Exercise prompt:
Only one stretch of the listing below is wanted. Begin at the line that has "static NULL: Value = Value::Null;", stop after the line that has "the service starts", and repeat every line in between exactly.

Records provided:
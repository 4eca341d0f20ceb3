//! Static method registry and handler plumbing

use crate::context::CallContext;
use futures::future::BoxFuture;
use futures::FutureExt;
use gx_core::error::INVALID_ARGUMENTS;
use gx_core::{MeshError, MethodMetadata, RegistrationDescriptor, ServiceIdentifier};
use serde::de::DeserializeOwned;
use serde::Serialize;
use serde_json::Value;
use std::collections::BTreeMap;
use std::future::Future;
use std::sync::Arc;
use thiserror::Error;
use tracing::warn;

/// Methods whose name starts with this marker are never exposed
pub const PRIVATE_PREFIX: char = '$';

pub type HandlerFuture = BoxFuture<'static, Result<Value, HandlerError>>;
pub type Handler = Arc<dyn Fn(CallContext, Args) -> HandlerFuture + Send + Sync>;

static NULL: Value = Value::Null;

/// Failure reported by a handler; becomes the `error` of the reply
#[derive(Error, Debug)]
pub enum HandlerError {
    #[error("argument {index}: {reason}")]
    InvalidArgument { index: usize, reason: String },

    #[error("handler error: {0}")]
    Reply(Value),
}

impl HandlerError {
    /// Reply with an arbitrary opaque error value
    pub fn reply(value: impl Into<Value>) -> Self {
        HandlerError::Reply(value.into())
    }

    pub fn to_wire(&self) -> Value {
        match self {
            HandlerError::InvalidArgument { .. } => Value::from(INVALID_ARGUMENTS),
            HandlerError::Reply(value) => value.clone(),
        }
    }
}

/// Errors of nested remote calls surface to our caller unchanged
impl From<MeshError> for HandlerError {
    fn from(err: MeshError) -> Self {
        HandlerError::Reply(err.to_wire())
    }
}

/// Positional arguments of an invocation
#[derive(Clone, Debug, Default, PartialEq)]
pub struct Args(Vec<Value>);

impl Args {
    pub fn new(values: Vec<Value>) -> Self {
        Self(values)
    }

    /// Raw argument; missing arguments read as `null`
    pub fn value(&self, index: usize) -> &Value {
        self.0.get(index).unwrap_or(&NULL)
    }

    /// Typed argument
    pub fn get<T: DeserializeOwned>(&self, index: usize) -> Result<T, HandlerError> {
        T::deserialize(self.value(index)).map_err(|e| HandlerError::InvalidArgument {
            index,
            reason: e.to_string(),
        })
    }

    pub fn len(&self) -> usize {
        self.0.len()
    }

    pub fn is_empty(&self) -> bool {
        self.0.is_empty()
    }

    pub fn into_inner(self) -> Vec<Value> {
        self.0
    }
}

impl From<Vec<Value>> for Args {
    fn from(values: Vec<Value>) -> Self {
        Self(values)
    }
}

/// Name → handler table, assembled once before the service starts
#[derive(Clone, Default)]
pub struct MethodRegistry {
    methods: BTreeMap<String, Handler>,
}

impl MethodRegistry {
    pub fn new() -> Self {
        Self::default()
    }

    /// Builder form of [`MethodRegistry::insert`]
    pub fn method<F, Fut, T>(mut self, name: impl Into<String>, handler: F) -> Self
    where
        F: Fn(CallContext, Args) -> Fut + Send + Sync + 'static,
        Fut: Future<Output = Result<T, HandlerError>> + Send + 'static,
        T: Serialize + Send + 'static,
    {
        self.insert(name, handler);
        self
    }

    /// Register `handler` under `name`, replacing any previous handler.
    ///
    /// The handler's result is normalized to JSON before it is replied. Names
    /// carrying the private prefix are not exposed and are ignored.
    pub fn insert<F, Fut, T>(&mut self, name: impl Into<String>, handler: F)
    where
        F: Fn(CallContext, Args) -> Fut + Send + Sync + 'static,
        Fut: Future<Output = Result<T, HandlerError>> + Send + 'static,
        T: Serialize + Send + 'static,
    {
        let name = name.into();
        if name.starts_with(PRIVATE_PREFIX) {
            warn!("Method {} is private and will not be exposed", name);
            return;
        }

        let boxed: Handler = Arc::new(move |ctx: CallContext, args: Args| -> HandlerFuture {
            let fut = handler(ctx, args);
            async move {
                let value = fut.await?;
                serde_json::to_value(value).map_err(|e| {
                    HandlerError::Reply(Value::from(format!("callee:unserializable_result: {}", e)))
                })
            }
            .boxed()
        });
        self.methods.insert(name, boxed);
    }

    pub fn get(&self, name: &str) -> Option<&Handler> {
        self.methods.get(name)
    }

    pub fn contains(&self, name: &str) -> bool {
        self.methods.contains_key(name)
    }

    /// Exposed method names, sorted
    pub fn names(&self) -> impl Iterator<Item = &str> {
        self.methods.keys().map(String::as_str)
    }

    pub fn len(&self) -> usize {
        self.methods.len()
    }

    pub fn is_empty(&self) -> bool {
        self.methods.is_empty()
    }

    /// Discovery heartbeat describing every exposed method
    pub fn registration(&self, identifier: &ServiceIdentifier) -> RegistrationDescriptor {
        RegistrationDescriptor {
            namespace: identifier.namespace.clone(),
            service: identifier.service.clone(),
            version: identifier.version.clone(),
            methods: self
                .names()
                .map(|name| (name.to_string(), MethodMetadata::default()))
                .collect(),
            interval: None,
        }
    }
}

Task response:
static NULL: Value = Value::Null;

/// Failure reported by a handler; becomes the `error` of the reply
#[derive(Error, Debug)]
pub enum HandlerError {
    #[error("argument {index}: {reason}")]
    InvalidArgument { index: usize, reason: String },

    #[error("handler error: {0}")]
    Reply(Value),
}

impl HandlerError {
    /// Reply with an arbitrary opaque error value
    pub fn reply(value: impl Into<Value>) -> Self {
        HandlerError::Reply(value.into())
    }

    pub fn to_wire(&self) -> Value {
        match self {
            HandlerError::InvalidArgument { .. } => Value::from(INVALID_ARGUMENTS),
            HandlerError::Reply(value) => value.clone(),
        }
    }
}

/// Errors of nested remote calls surface to our caller unchanged
impl From<MeshError> for HandlerError {
    fn from(err: MeshError) -> Self {
        HandlerError::Reply(err.to_wire())
    }
}

/// Positional arguments of an invocation
#[derive(Clone, Debug, Default, PartialEq)]
pub struct Args(Vec<Value>);

impl Args {
    pub fn new(values: Vec<Value>) -> Self {
        Self(values)
    }

    /// Raw argument; missing arguments read as `null`
    pub fn value(&self, index: usize) -> &Value {
        self.0.get(index).unwrap_or(&NULL)
    }

    /// Typed argument
    pub fn get<T: DeserializeOwned>(&self, index: usize) -> Result<T, HandlerError> {
        T::deserialize(self.value(index)).map_err(|e| HandlerError::InvalidArgument {
            index,
            reason: e.to_string(),
        })
    }

    pub fn len(&self) -> usize {
        self.0.len()
    }

    pub fn is_empty(&self) -> bool {
        self.0.is_empty()
    }

    pub fn into_inner(self) -> Vec<Value> {
        self.0
    }
}

impl From<Vec<Value>> for Args {
    fn from(values: Vec<Value>) -> Self {
        Self(values)
    }
}

/// Name → handler table, assembled once before the service starts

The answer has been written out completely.